▶ Task goal:
Where does the string "else" occur in the entries below? Copy every line where it does.

(Stored dataset items)
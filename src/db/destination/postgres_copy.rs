use std::io::{self, Read};

use log::debug;
use postgres::{Client, NoTls};

use super::{
    column_definitions, quote_identifier, CopyRequest, CopyResult, Destination,
    DestinationError,
};
use crate::db::schema::FieldType;

/// Streams files straight into `COPY ... FROM STDIN`; parsing, decoding and
/// type conversion happen on the server.
pub struct PostgresDestination {
    client: Client,
}

impl PostgresDestination {
    pub fn connect(url: &str) -> Result<PostgresDestination, DestinationError> {
        let client = Client::connect(url, NoTls)?;
        Ok(PostgresDestination { client })
    }
}

fn sql_literal(c: u8) -> String {
    let c = c as char;
    if c == '\'' {
        "''''".to_string()
    } else {
        format!("'{}'", c)
    }
}

pub(crate) fn create_table_sql(request: &CopyRequest<'_>) -> String {
    let mut sql = format!(
        "CREATE {}TABLE IF NOT EXISTS {} ({})",
        if request.storage.unlogged { "UNLOGGED " } else { "" },
        quote_identifier(request.table),
        column_definitions(request.schema, FieldType::postgres_type)
    );
    if let Some(method) = &request.storage.storage_method {
        sql.push_str(&format!(" USING {}", method));
    }
    sql
}

pub(crate) fn copy_sql(request: &CopyRequest<'_>) -> String {
    let columns = request
        .schema
        .column_names()
        .map(quote_identifier)
        .collect::<Vec<_>>()
        .join(", ");
    // FORCE_NULL: a quoted `\N` is null too, as in the DuckDB destination
    format!(
        "COPY {} ({}) FROM STDIN WITH (FORMAT csv, DELIMITER {}, QUOTE {}, NULL '\\N', FORCE_NULL ({}), HEADER {}, ENCODING '{}')",
        quote_identifier(request.table),
        columns,
        columns,
        sql_literal(request.dialect.delimiter),
        sql_literal(request.dialect.quote),
        request.has_header,
        request.encoding.postgres_name()
    )
}

impl Destination for PostgresDestination {
    fn drop_table(&mut self, table: &str) -> Result<(), DestinationError> {
        self.client
            .batch_execute(&format!("DROP TABLE IF EXISTS {}", quote_identifier(table)))?;
        Ok(())
    }

    fn copy_from_reader(
        &mut self,
        reader: &mut dyn Read,
        request: &CopyRequest<'_>,
    ) -> Result<CopyResult, DestinationError> {
        self.client.batch_execute(&create_table_sql(request))?;
        // source dates are dd/mm/yyyy
        self.client.batch_execute("SET datestyle TO 'ISO, DMY'")?;

        let sql = copy_sql(request);
        debug!("{}", sql);
        let mut writer = self.client.copy_in(sql.as_str())?;
        io::copy(reader, &mut writer)?;
        let rows = writer.finish()?;

        Ok(CopyResult {
            rows_imported: rows,
        })
    }
}

#[cfg(test)]
mod tests {
    use std::env;
    use std::error::Error;

    use super::*;
    use crate::db::destination::StorageOptions;
    use crate::db::null_marker::NullMarking;
    use crate::db::schema::Schema;
    use crate::db::table_config::{Dialect, Encoding};

    fn schema() -> Result<Schema, Box<dyn Error>> {
        Ok(Schema::from_reader(
            "test.csv",
            "field_name,field_type\nname,text\nqty,integer\n".as_bytes(),
        )?)
    }

    #[test]
    fn statements() -> Result<(), Box<dyn Error>> {
        let schema = schema()?;
        let storage = StorageOptions {
            unlogged: true,
            storage_method: Some("heap".to_string()),
        };
        let request = CopyRequest {
            table: "items",
            schema: &schema,
            encoding: Encoding::Iso8859_15,
            dialect: Dialect::EXCEL_SEMICOLON,
            has_header: true,
            storage: &storage,
        };
        assert_eq!(
            create_table_sql(&request),
            r#"CREATE UNLOGGED TABLE IF NOT EXISTS "items" ("name" TEXT, "qty" BIGINT) USING heap"#
        );
        assert_eq!(
            copy_sql(&request),
            r#"COPY "items" ("name", "qty") FROM STDIN WITH (FORMAT csv, DELIMITER ';', QUOTE '"', NULL '\N', FORCE_NULL ("name", "qty"), HEADER true, ENCODING 'LATIN9')"#
        );
        Ok(())
    }

    /// Needs a running server, e.g. `TEST_DATABASE_URL=postgres://postgres@localhost/test`
    #[ignore]
    #[test]
    fn copy_rows() -> Result<(), Box<dyn Error>> {
        let url = env::var("TEST_DATABASE_URL")?;
        let schema = schema()?;
        let storage = StorageOptions::default();
        let request = CopyRequest {
            table: "test_items",
            schema: &schema,
            encoding: Encoding::Utf8,
            dialect: Dialect::EXCEL_SEMICOLON,
            has_header: true,
            storage: &storage,
        };
        let mut destination = PostgresDestination::connect(&url)?;
        destination.drop_table("test_items")?;
        let mut reader = NullMarking::new(
            "name;qty\na;1\nb;\n\"\\N\";3\n".as_bytes(),
            request.dialect,
        );
        let result = destination.copy_from_reader(&mut reader, &request)?;
        assert_eq!(result.rows_imported, 3);
        let row = destination
            .client
            .query_one("SELECT count(*) FROM test_items WHERE name IS NULL", &[])?;
        assert_eq!(row.get::<_, i64>(0), 1);
        destination.drop_table("test_items")?;
        Ok(())
    }
}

▶ Task solution:
    } else {
        if request.storage.unlogged { "UNLOGGED " } else { "" },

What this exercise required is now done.